Соколов забрал деньги, опустил их в жилетный карманчик.
— Только захочет ли пациент с тобой разговаривать?
— Сомневаешься? —
— Нет, вовсе не пальцем. Твой батька работу знает. Сознайся, самому хочется допросить? Чтоб лавров не делить...
— Правильно! — с вызовом произнес Сахаров. — Ведь начальство министерское, кажется, полагает: кроме Соколова других сыскарей в России не стало.
— А то!
...Сахаров лишь на мгновение заскочил в свой номер — накинул плащ, и полетел в тюрьму — пожинать плоды славы.
Напрасный гнев
Всякий раз, как Соколов приходил к тюремным кованым воротам, ему на память приходил рисунок Леонида
Пастернака к толстовскому «Воскресению»: те же крепостные стены с узкими высокими окошками, тот же солдат в долгополой рыжей шинели и с ружьем, та же несчастная толпа баб и мужиков с узелками и корзинами, в которых лежали передачи для близких.
Соколов стремительно прошел мимо вытянувшегося в струнку солдата, миновал низкую железную с окошком дверь и оказался в узком и коротком коридорчике. В зарешеченном окошке виднелся седой надзиратель, на больших оттопыренных ушах которого держалась фуражка с кокардой. Соколов протянул ему заполненное на форменном бланке предписание Рогожина и губернского прокурора. Надзиратель взял со стола очки в металлической оправе, натянул их на нос в красных прожилках, шевеля губами, прочитал предписание, наколол его, сипло произнес:
— Проходите! — и дернул за железный костыль, который запирал дверь.
Соколов оказался в узком и длинном коридоре с дверьми. Здесь были камеры следователей. В нос ударил зловонный, мефитический воздух, всегда угнетавший сыщика — застоявшаяся смесь табачного дыма, параши, карболки и безысходного горя, — запах тюрьмы.

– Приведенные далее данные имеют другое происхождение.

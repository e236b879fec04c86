//! # leadpool
//!
//! Allocation engine for pools of customer-contact records.
//!
//! Staff draw records from uploaded databases by submitting requests; admins
//! approve or reject them, optionally bypassed by an auto-approve policy. The
//! engine tracks each record's custody status, serializes all writes to a
//! pool, and can diagnose and repair drift between record status and request
//! status left behind by crashes or manual edits.

pub mod config;
pub mod engine;
pub mod error;
pub mod event;
pub mod model;
mod storage;
pub mod telemetry;
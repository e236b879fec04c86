//! Integration tests for submission, decisions and the record catalog.

use std::collections::HashSet;

use leadpool::config::DeletionPolicy;
use leadpool::engine::Engine;
use leadpool::error::Error;
use leadpool::event::EventKind;
use leadpool::model::*;
use serde_json::json;

fn test_engine() -> Engine {
    Engine::in_memory().expect("failed to create in-memory engine")
}

fn rows(n: usize) -> Vec<RowData> {
    (1..=n)
        .map(|i| {
            json!({"name": format!("Customer {i}"), "phone": format!("0900-{i:04}")})
                .as_object()
                .unwrap()
                .clone()
        })
        .collect()
}

fn seed(engine: &mut Engine, n: usize) -> DatabaseId {
    engine
        .create_database(NewDatabase::new("leads.xlsx", "admin"), rows(n))
        .unwrap()
        .id
}

fn staff(id: &str) -> StaffId {
    StaffId::new(id)
}

fn row_numbers(engine: &Engine, request_id: RequestId) -> Vec<u64> {
    engine
        .request_records(request_id)
        .unwrap()
        .iter()
        .map(|r| r.row_number)
        .collect()
}

fn assert_balanced(engine: &Engine, db: DatabaseId) -> StatusCounts {
    let counts = engine.status_counts(db).unwrap();
    assert!(counts.is_balanced(), "unbalanced counts: {counts:?}");
    counts
}

// ---------------------------------------------------------------------------
// Lifecycle: submit → approve / reject
// ---------------------------------------------------------------------------

#[test]
fn end_to_end_approve_then_insufficient() {
    let mut engine = test_engine();
    let db = seed(&mut engine, 10);

    let request = engine.submit(&staff("alice"), db, 4).unwrap();
    assert_eq!(request.status, RequestStatus::Pending);
    assert_eq!(request.requested_count, 4);

    let counts = assert_balanced(&engine, db);
    assert_eq!(counts.requested, 4);
    assert_eq!(counts.available, 6);

    let approved = engine
        .decide(request.id, Decision::Approve, &staff("boss"))
        .unwrap();
    assert_eq!(approved.status, RequestStatus::Approved);
    assert_eq!(approved.decided_by, Some(Actor::Staff(staff("boss"))));
    assert!(approved.decided_at.is_some());

    for record in engine.request_records(request.id).unwrap() {
        assert_eq!(record.status, RecordStatus::Assigned);
        assert_eq!(record.assigned_to, Some(staff("alice")));
        assert_eq!(record.request_id, Some(request.id));
        assert!(record.assigned_at.is_some());
    }
    let counts = assert_balanced(&engine, db);
    assert_eq!(counts.assigned, 4);
    assert_eq!(counts.available, 6);

    let err = engine.submit(&staff("bob"), db, 8).unwrap_err();
    match err {
        Error::InsufficientAvailable {
            requested,
            available,
            ..
        } => {
            assert_eq!(requested, 8);
            assert_eq!(available, 6);
        }
        other => panic!("expected InsufficientAvailable, got {other:?}"),
    }
}

#[test]
fn reserve_takes_lowest_available_row_numbers() {
    let mut engine = test_engine();
    let db = seed(&mut engine, 10);

    let first = engine.submit(&staff("alice"), db, 3).unwrap();
    assert_eq!(row_numbers(&engine, first.id), vec![1, 2, 3]);

    let second = engine.submit(&staff("bob"), db, 2).unwrap();
    assert_eq!(row_numbers(&engine, second.id), vec![4, 5]);

    // rejected rows go back to the front of the queue
    engine
        .decide(first.id, Decision::Reject, &staff("boss"))
        .unwrap();
    let third = engine.submit(&staff("carol"), db, 4).unwrap();
    assert_eq!(row_numbers(&engine, third.id), vec![1, 2, 3, 6]);
}

#[test]
fn reject_returns_records_to_pool() {
    let mut engine = test_engine();
    let db = seed(&mut engine, 5);

    let request = engine.submit(&staff("alice"), db, 3).unwrap();
    let rejected = engine
        .decide(request.id, Decision::Reject, &staff("boss"))
        .unwrap();
    assert_eq!(rejected.status, RequestStatus::Rejected);
    // the reserved set is remembered even after rejection
    assert_eq!(rejected.requested_count, 3);
    assert_eq!(engine.request_records(request.id).unwrap().len(), 3);

    for record in engine.request_records(request.id).unwrap() {
        assert_eq!(record.status, RecordStatus::Available);
        assert!(record.request_id.is_none());
        assert!(record.assigned_to.is_none());
    }
    assert_eq!(assert_balanced(&engine, db).available, 5);
}

#[test]
fn decisions_are_final() {
    let mut engine = test_engine();
    let db = seed(&mut engine, 5);

    let request = engine.submit(&staff("alice"), db, 2).unwrap();
    engine
        .decide(request.id, Decision::Approve, &staff("boss"))
        .unwrap();

    for decision in [Decision::Approve, Decision::Reject] {
        let err = engine
            .decide(request.id, decision, &staff("boss"))
            .unwrap_err();
        assert!(
            matches!(
                err,
                Error::AlreadyDecided {
                    status: RequestStatus::Approved,
                    ..
                }
            ),
            "expected AlreadyDecided, got {err:?}"
        );
    }

    // the replayed reject did not release anything
    assert_eq!(assert_balanced(&engine, db).assigned, 2);
}

#[test]
fn failed_submission_creates_no_request() {
    let mut engine = test_engine();
    let db = seed(&mut engine, 3);

    assert!(engine.submit(&staff("alice"), db, 4).is_err());
    assert!(
        engine
            .list_requests(&RequestFilter::default())
            .unwrap()
            .is_empty()
    );
    assert_eq!(assert_balanced(&engine, db).available, 3);
}

#[test]
fn submit_validates_input() {
    let mut engine = test_engine();
    let db = seed(&mut engine, 3);

    assert!(matches!(
        engine.submit(&staff("alice"), db, 0),
        Err(Error::Validation(_))
    ));
    assert!(matches!(
        engine.submit(&staff("alice"), db, u64::MAX),
        Err(Error::InsufficientAvailable {
            requested: u64::MAX,
            available: 3,
            ..
        })
    ));
    assert!(
        engine
            .list_requests(&RequestFilter::default())
            .unwrap()
            .is_empty()
    );
    assert!(matches!(
        engine.submit(&staff("alice"), DatabaseId::new(), 1),
        Err(Error::NotFound(_))
    ));
    assert!(matches!(
        engine.decide(RequestId::new(), Decision::Approve, &staff("boss")),
        Err(Error::NotFound(_))
    ));
}

#[test]
fn concurrent_pending_requests_never_share_records() {
    let mut engine = test_engine();
    let db = seed(&mut engine, 20);

    let mut seen = HashSet::new();
    for (i, count) in [3u64, 5, 1, 7].into_iter().enumerate() {
        let request = engine
            .submit(&staff(&format!("staff-{i}")), db, count)
            .unwrap();
        for record in engine.request_records(request.id).unwrap() {
            assert!(seen.insert(record.id), "record reserved twice");
            assert_eq!(record.request_id, Some(request.id));
        }
    }
    assert_eq!(assert_balanced(&engine, db).requested, 16);
}

// ---------------------------------------------------------------------------
// Catalog
// ---------------------------------------------------------------------------

#[test]
fn create_database_numbers_rows_in_upload_order() {
    let mut engine = test_engine();
    let database = engine
        .create_database(
            NewDatabase::new("march.csv", "admin").product("insurance"),
            rows(4),
        )
        .unwrap();
    assert_eq!(database.total_records, 4);
    assert_eq!(database.product_id.as_deref(), Some("insurance"));

    let records = engine
        .database_records(database.id, &RecordFilter::default())
        .unwrap();
    let numbers: Vec<u64> = records.iter().map(|r| r.row_number).collect();
    assert_eq!(numbers, vec![1, 2, 3, 4]);
    assert_eq!(records[2].row_data["name"], json!("Customer 3"));

    let page = engine
        .database_records(
            database.id,
            &RecordFilter {
                status: Some(RecordStatus::Available),
                offset: 1,
                limit: Some(2),
            },
        )
        .unwrap();
    assert_eq!(
        page.iter().map(|r| r.row_number).collect::<Vec<_>>(),
        vec![2, 3]
    );

    assert!(matches!(
        engine.create_database(NewDatabase::new("empty.csv", "admin"), Vec::new()),
        Err(Error::Validation(_))
    ));
}

#[test]
fn delete_database_cascades() {
    let mut engine = test_engine();
    let db = seed(&mut engine, 5);
    let keep = seed(&mut engine, 2);
    let request = engine.submit(&staff("alice"), db, 2).unwrap();

    engine.delete_database(db, &staff("boss")).unwrap();

    assert!(matches!(engine.get_database(db), Err(Error::NotFound(_))));
    assert!(matches!(
        engine.get_request(request.id),
        Err(Error::NotFound(_))
    ));
    assert_eq!(engine.list_databases().unwrap().len(), 1);
    assert_eq!(engine.list_databases().unwrap()[0].id, keep);
}

#[test]
fn refuse_outstanding_policy_blocks_deletion_in_use() {
    let mut engine = test_engine();
    engine.deletion_policy = DeletionPolicy::RefuseOutstanding;
    let db = seed(&mut engine, 5);
    let request = engine.submit(&staff("alice"), db, 2).unwrap();

    let err = engine.delete_database(db, &staff("boss")).unwrap_err();
    assert!(matches!(
        err,
        Error::DatabaseInUse {
            requested: 2,
            assigned: 0,
            ..
        }
    ));

    engine
        .decide(request.id, Decision::Reject, &staff("boss"))
        .unwrap();
    engine.delete_database(db, &staff("boss")).unwrap();
}

// ---------------------------------------------------------------------------
// Admin record operations
// ---------------------------------------------------------------------------

#[test]
fn excluded_records_are_skipped_by_reservation() {
    let mut engine = test_engine();
    let db = seed(&mut engine, 5);
    let records = engine
        .database_records(db, &RecordFilter::default())
        .unwrap();

    assert_eq!(
        engine
            .exclude_records(&[records[0].id, records[1].id])
            .unwrap(),
        2
    );
    let counts = assert_balanced(&engine, db);
    assert_eq!(counts.excluded, 2);
    assert_eq!(counts.available, 3);

    let request = engine.submit(&staff("alice"), db, 2).unwrap();
    assert_eq!(row_numbers(&engine, request.id), vec![3, 4]);

    // a requested record cannot be excluded
    let err = engine.exclude_records(&[records[2].id]).unwrap_err();
    assert!(matches!(
        err,
        Error::InvalidTransition {
            from: RecordStatus::Requested,
            to: RecordStatus::Excluded,
            ..
        }
    ));

    assert_eq!(engine.restore_records(&[records[0].id]).unwrap(), 1);
    assert_eq!(
        engine.get_record(records[0].id).unwrap().status,
        RecordStatus::Available
    );
}

#[test]
fn release_records_is_idempotent() {
    let mut engine = test_engine();
    let db = seed(&mut engine, 4);
    let request = engine.submit(&staff("alice"), db, 2).unwrap();
    engine
        .decide(request.id, Decision::Approve, &staff("boss"))
        .unwrap();
    let ids: Vec<RecordId> = engine
        .request_records(request.id)
        .unwrap()
        .iter()
        .map(|r| r.id)
        .collect();

    assert_eq!(engine.release_records(&ids).unwrap(), 2);
    assert_eq!(engine.release_records(&ids).unwrap(), 0);
    assert_eq!(assert_balanced(&engine, db).available, 4);

    assert!(matches!(
        engine.release_records(&[RecordId::new()]),
        Err(Error::NotFound(_))
    ));
}

// ---------------------------------------------------------------------------
// Reads and events
// ---------------------------------------------------------------------------

#[test]
fn list_requests_filters() {
    let mut engine = test_engine();
    let db = seed(&mut engine, 10);
    let a = engine.submit(&staff("alice"), db, 1).unwrap();
    let b = engine.submit(&staff("bob"), db, 1).unwrap();
    engine.decide(b.id, Decision::Approve, &staff("boss")).unwrap();

    let alice = engine
        .list_requests(&RequestFilter {
            staff_id: Some(staff("alice")),
            ..Default::default()
        })
        .unwrap();
    assert_eq!(alice.len(), 1);
    assert_eq!(alice[0].id, a.id);

    let approved = engine
        .list_requests(&RequestFilter {
            status: Some(RequestStatus::Approved),
            database_id: Some(db),
            ..Default::default()
        })
        .unwrap();
    assert_eq!(approved.len(), 1);
    assert_eq!(approved[0].id, b.id);
}

#[test]
fn submit_and_decide_emit_events() {
    let mut engine = test_engine();
    let db = seed(&mut engine, 3);
    let request = engine.submit(&staff("alice"), db, 2).unwrap();
    engine
        .decide(request.id, Decision::Approve, &staff("boss"))
        .unwrap();

    let events = engine.get_events_since(0).unwrap();
    let seqs: Vec<u64> = events.iter().map(|e| e.seq).collect();
    assert!(seqs.windows(2).all(|w| w[0] < w[1]));

    assert!(events.iter().any(|e| matches!(
        &e.kind,
        EventKind::RequestSubmitted { request_id, requested_count: 2, .. } if *request_id == request.id
    )));
    assert!(events.iter().any(|e| matches!(
        &e.kind,
        EventKind::RequestDecided { decision: Decision::Approve, decided_by: Actor::Staff(_), .. }
    )));
    assert!(events.iter().any(|e| matches!(
        &e.kind,
        EventKind::RecordsTransitioned {
            from: RecordStatus::Requested,
            to: RecordStatus::Assigned,
            record_ids,
            ..
        } if record_ids.len() == 2
    )));

    let last = events.last().unwrap().seq;
    assert!(engine.get_events_since(last).unwrap().is_empty());
}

В больничном изоляторе Соколов застал уморительную сцену. Барсуков, громадный мужик, лежал навзничь и широко разевал свой корытообразный рот. Сидевший на краю постели Жираф ложечкой подавал убийце пищу. Тот с аппетитом заглатывал.
Возле дальней стены, под окном, стоял Сахаров и явно раздражался этой картиной. Жираф радостно сообщил:
— Нам гораздо лучше! Нынче скушали два яичка, творожок, пописали в парашу. Сами ножками дошли — топ- топ. Сейчас скушаем сметанку с булочкой — и баиньки. Вот какие мы хорошие...
Сахаров, наконец, не выдержал, взорвался:
— Этот прохиндей что, на курорт попал? Почему, Аполлинарий Николаевич, по твоему указанию, его кормят как генерала на званом обеде? Да он просто издевается над нами: жрет за троих, а делает вид, что ничего не соображает и говорить не может. Симулянт, тьфу! — Дернул за руку Жирафа. — Прекрати комедию! Хочет жрать — дай ему тюремную баланду и пусть сам хлебает. А то, вишь, изображает, будто ручки у него парализовало. Чтобы не заставили написать чистосердечное признание.